Con permiso, me explico.
Estoy hablando de Quiroga, así, en bastardilla, y a secas, la novela de Alejandro García Schnetzer que, junto con Andrade (2012) y Requena (2008), conforman su dudosa saga patronímica en Editorial Entropía. Hasta donde sé, y para lo que a éstas líneas importa, este autor argentino, residente en Barcelona, solo existe dentro del triángulo cuyos vértices estos tres nombres imponen.
Requena, Andrade, Quiroga. Olvidemos a los primeros dos para centrarnos en el último. Quiroga, personaje.
Argentino, varón, quizás de veinticinco años, nacido a principios del siglo pasado en algún rincón de Buenos Aires. Poeta, enamorado y abandonado, el comienzo de la novela lo encuentra escribiendo versos tristes en las fichas de los libros que debe ingresar a la biblioteca en la que trabaja. Por esto mismo lo manda llamar, y luego despide, el director; un viejo que sin embargo se apiada de él y antes de fletarlo le obsequia un consejo y una referencia. El consejo es que se busque un trabajo que no lo desgracie, con el que pueda escribir y olvidarse del resto. La referencia: el nombre -Gabellone- de un contrabandista, y la dirección en el puerto a dónde puede ir a buscarlo con su bendición. Así, Quiroga, para seguir escribiendo, se vuelve mula.
Tres nombres más: Fonseca, Suárez y Maura. El primero es un guitarrero más habituado al ferry que al bulín, el segundo bebe y pierde en las carreras de caballos y el tercero escucha, lopna y sentencia. Los tres son veteranos del comercio ilegal entre países que reciben a Quiroga en su primer viaje a la Banda Oriental. En poco tiempo, con cada ida y con cada vuelta entre Buenos Aires y Colonia, se harán amigos, o casi: se acercarán a esa forma de la camaradería que tienen los hombres que comparten un mismo yeite y muchas horas de oleaje y vino malazo.

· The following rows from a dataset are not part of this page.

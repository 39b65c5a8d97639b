use std::{fs, num::NonZeroUsize, path::Path, path::PathBuf};

use anyhow::{Context, bail};
use serde::Deserialize;

/// Everything a training run needs to know, from where the samples are to where the weights go.
///
/// Missing fields in a config file fall back to the defaults of `TrainConfig::default`.
#[derive(Debug, Clone, PartialEq, Deserialize)]
#[serde(default, deny_unknown_fields)]
pub struct TrainConfig {
    pub data_path: PathBuf,
    pub output_path: PathBuf,
    pub hidden: usize,
    pub epochs: usize,
    pub learning_rate: f32,
    pub seed: u64,
    pub log_interval: usize,
}

impl Default for TrainConfig {
    fn default() -> Self {
        Self {
            data_path: PathBuf::from("data.csv"),
            output_path: PathBuf::from("out/gesture_model_weights.safetensors"),
            hidden: 32,
            epochs: 500,
            learning_rate: 0.01,
            seed: 0,
            log_interval: 50,
        }
    }
}

impl TrainConfig {
    /// Loads a `TrainConfig` from a JSON file.
    ///
    /// # Errors
    /// If the file can't be read, isn't valid JSON or holds an invalid configuration.
    pub fn from_file<P: AsRef<Path>>(path: P) -> anyhow::Result<Self> {
        let path = path.as_ref();
        let content = fs::read_to_string(path)
            .with_context(|| format!("cannot read config '{}'", path.display()))?;

        let config: Self = serde_json::from_str(&content)
            .with_context(|| format!("invalid config '{}'", path.display()))?;

        config.validate()?;
        Ok(config)
    }

    /// Checks the hyperparameters describe a run that can actually happen.
    pub fn validate(&self) -> anyhow::Result<()> {
        if self.epochs == 0 {
            bail!("epochs must be greater than 0");
        }
        if self.hidden == 0 {
            bail!("hidden must be greater than 0");
        }
        if self.log_interval == 0 {
            bail!("log_interval must be greater than 0");
        }
        if !self.learning_rate.is_finite() || self.learning_rate <= 0. {
            bail!(
                "learning_rate must be a positive number, got {}",
                self.learning_rate
            );
        }

        Ok(())
    }

    pub(crate) fn log_interval(&self) -> anyhow::Result<NonZeroUsize> {
        NonZeroUsize::new(self.log_interval).context("log_interval must be greater than 0")
    }
}

#[cfg(test)]
mod tests {
    use super::*;

    #[test]
    fn defaults_match_the_reference_run() {
        let config = TrainConfig::default();

        assert_eq!(config.hidden, 32);
        assert_eq!(config.epochs, 500);
        assert_eq!(config.learning_rate, 0.01);
        assert_eq!(config.log_interval, 50);
        assert!(config.validate().is_ok());
    }

    #[test]
    fn partial_json_keeps_defaults() {
        let config: TrainConfig =
            serde_json::from_str(r#"{ "epochs": 10, "data_path": "gestures.csv" }"#).unwrap();

        assert_eq!(config.epochs, 10);
        assert_eq!(config.data_path, PathBuf::from("gestures.csv"));
        assert_eq!(config.hidden, 32);
    }

    #[test]
    fn unknown_fields_are_rejected() {
        assert!(serde_json::from_str::<TrainConfig>(r#"{ "epoch": 10 }"#).is_err());
    }

    #[test]
    fn invalid_values_are_rejected() {
        let bad = [
            TrainConfig {
                epochs: 0,
                ..Default::default()
            },
            TrainConfig {
                hidden: 0,
                ..Default::default()
            },
            TrainConfig {
                log_interval: 0,
                ..Default::default()
            },
            TrainConfig {
                learning_rate: -0.1,
                ..Default::default()
            },
            TrainConfig {
                learning_rate: f32::NAN,
                ..Default::default()
            },
        ];

        for config in bad {
            assert!(config.validate().is_err(), "{config:?}");
        }
    }

    #[test]
    fn from_file_reads_json() {
        let dir = tempfile::tempdir().unwrap();
        let path = dir.path().join("train.json");
        fs::write(&path, r#"{ "seed": 7, "learning_rate": 0.05 }"#).unwrap();

        let config = TrainConfig::from_file(&path).unwrap();

        assert_eq!(config.seed, 7);
        assert_eq!(config.learning_rate, 0.05);
    }

    #[test]
    fn from_file_validates() {
        let dir = tempfile::tempdir().unwrap();
        let path = dir.path().join("train.json");
        fs::write(&path, r#"{ "epochs": 0 }"#).unwrap();

        assert!(TrainConfig::from_file(&path).is_err());
    }
}
use super::Relu;

/// An element-wise activation applied to a layer's output.
#[derive(Clone, Copy, Debug)]
pub enum ActFn {
    Relu(Relu),
}

impl ActFn {
    pub fn relu() -> Self {
        Self::Relu(Relu::new())
    }

    pub fn f(&self, x: f32) -> f32 {
        match self {
            Self::Relu(a) => a.f(x),
        }
    }

    pub fn df(&self, x: f32) -> f32 {
        match self {
            Self::Relu(a) => a.df(x),
        }
    }
}
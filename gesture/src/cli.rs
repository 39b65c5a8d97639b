use std::path::PathBuf;

use clap::{Args, Parser, Subcommand};

use crate::config::TrainConfig;

#[derive(Parser, Debug)]
#[command(version, about = "Trains and runs the gesture classifier")]
pub struct Cli {
    #[command(subcommand)]
    pub command: Commands,
}

#[derive(Subcommand, Debug)]
pub enum Commands {
    /// Train the classifier on a labeled dataset and save its weights.
    Train {
        /// JSON file with the training configuration.
        #[arg(long)]
        config: Option<PathBuf>,

        /// CSV dataset, the first column holds the 1-based label.
        #[arg(long)]
        data: Option<PathBuf>,

        /// Where the trained weights get saved.
        #[arg(long)]
        output: Option<PathBuf>,

        #[arg(long)]
        epochs: Option<usize>,

        #[arg(long)]
        seed: Option<u64>,
    },
    /// Classify samples with previously saved weights.
    Predict {
        #[arg(long)]
        weights: PathBuf,

        #[command(flatten)]
        input: PredictInput,
    },
}

#[derive(Args, Debug)]
#[group(required = true, multiple = false)]
pub struct PredictInput {
    /// CSV of feature rows laid out like the training dataset.
    #[arg(long)]
    pub features: Option<PathBuf>,

    /// CSV of raw `ax,ay,az` accelerometer samples from a single recording.
    #[arg(long)]
    pub samples: Option<PathBuf>,
}

/// Builds the training configuration, the flags given on the command line take precedence over
/// the ones in the config file. The merged result is validated once the run starts.
pub fn train_config(
    config: Option<PathBuf>,
    data: Option<PathBuf>,
    output: Option<PathBuf>,
    epochs: Option<usize>,
    seed: Option<u64>,
) -> anyhow::Result<TrainConfig> {
    let mut cfg = match config {
        Some(path) => TrainConfig::from_file(path)?,
        None => TrainConfig::default(),
    };

    if let Some(data) = data {
        cfg.data_path = data;
    }
    if let Some(output) = output {
        cfg.output_path = output;
    }
    if let Some(epochs) = epochs {
        cfg.epochs = epochs;
    }
    if let Some(seed) = seed {
        cfg.seed = seed;
    }

    Ok(cfg)
}

#[cfg(test)]
mod tests {
    use super::*;

    #[test]
    fn train_defaults() {
        let cli = Cli::try_parse_from(["gesture", "train"]).unwrap();
        let Commands::Train {
            config,
            data,
            output,
            epochs,
            seed,
        } = cli.command
        else {
            panic!("expected the train command");
        };

        let cfg = train_config(config, data, output, epochs, seed).unwrap();
        assert_eq!(cfg, TrainConfig::default());
    }

    #[test]
    fn flags_override_defaults() {
        let cfg = train_config(
            None,
            Some("gestures.csv".into()),
            None,
            Some(20),
            Some(7),
        )
        .unwrap();

        assert_eq!(cfg.data_path, PathBuf::from("gestures.csv"));
        assert_eq!(cfg.epochs, 20);
        assert_eq!(cfg.seed, 7);
        assert_eq!(cfg.hidden, 32);
    }

    #[test]
    fn zero_epochs_flag_is_rejected_by_the_run() {
        let cfg = train_config(None, None, None, Some(0), None).unwrap();

        assert_eq!(cfg.epochs, 0);
        assert!(cfg.validate().is_err());
    }

    #[test]
    fn predict_needs_exactly_one_input() {
        assert!(Cli::try_parse_from(["gesture", "predict", "--weights", "w"]).is_err());
        assert!(
            Cli::try_parse_from([
                "gesture", "predict", "--weights", "w", "--features", "f", "--samples", "s"
            ])
            .is_err()
        );

        let cli =
            Cli::try_parse_from(["gesture", "predict", "--weights", "w", "--samples", "s"])
                .unwrap();
        let Commands::Predict { input, .. } = cli.command else {
            panic!("expected the predict command");
        };
        assert_eq!(input.samples, Some(PathBuf::from("s")));
        assert!(input.features.is_none());
    }
}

La novela gira en torno de uno de estos viajes, que es puntual y único pero igual engloba a todos los anteriores, como si esos fueran variaciones sobre un tema y éste, aunque aún nadie lo sepa (o incluso sospechen que sea imposible), fuese, además, la última. Quiroga tiene, sin embargo, un dato: con Gabellone no se jode. Él mismo se lo dice: “mire, muchacho, si no me remite las divisas orientales cuarenta minutos después de pisar el suelo patrio, mejor vaya buscándose un sobretodo de pino.” Perfecto.
Con esta pequeña cita volvamos al primer nombre, el que titula, pero haciendo una salvedad: hablaremos ahora de Quiroga, la novela.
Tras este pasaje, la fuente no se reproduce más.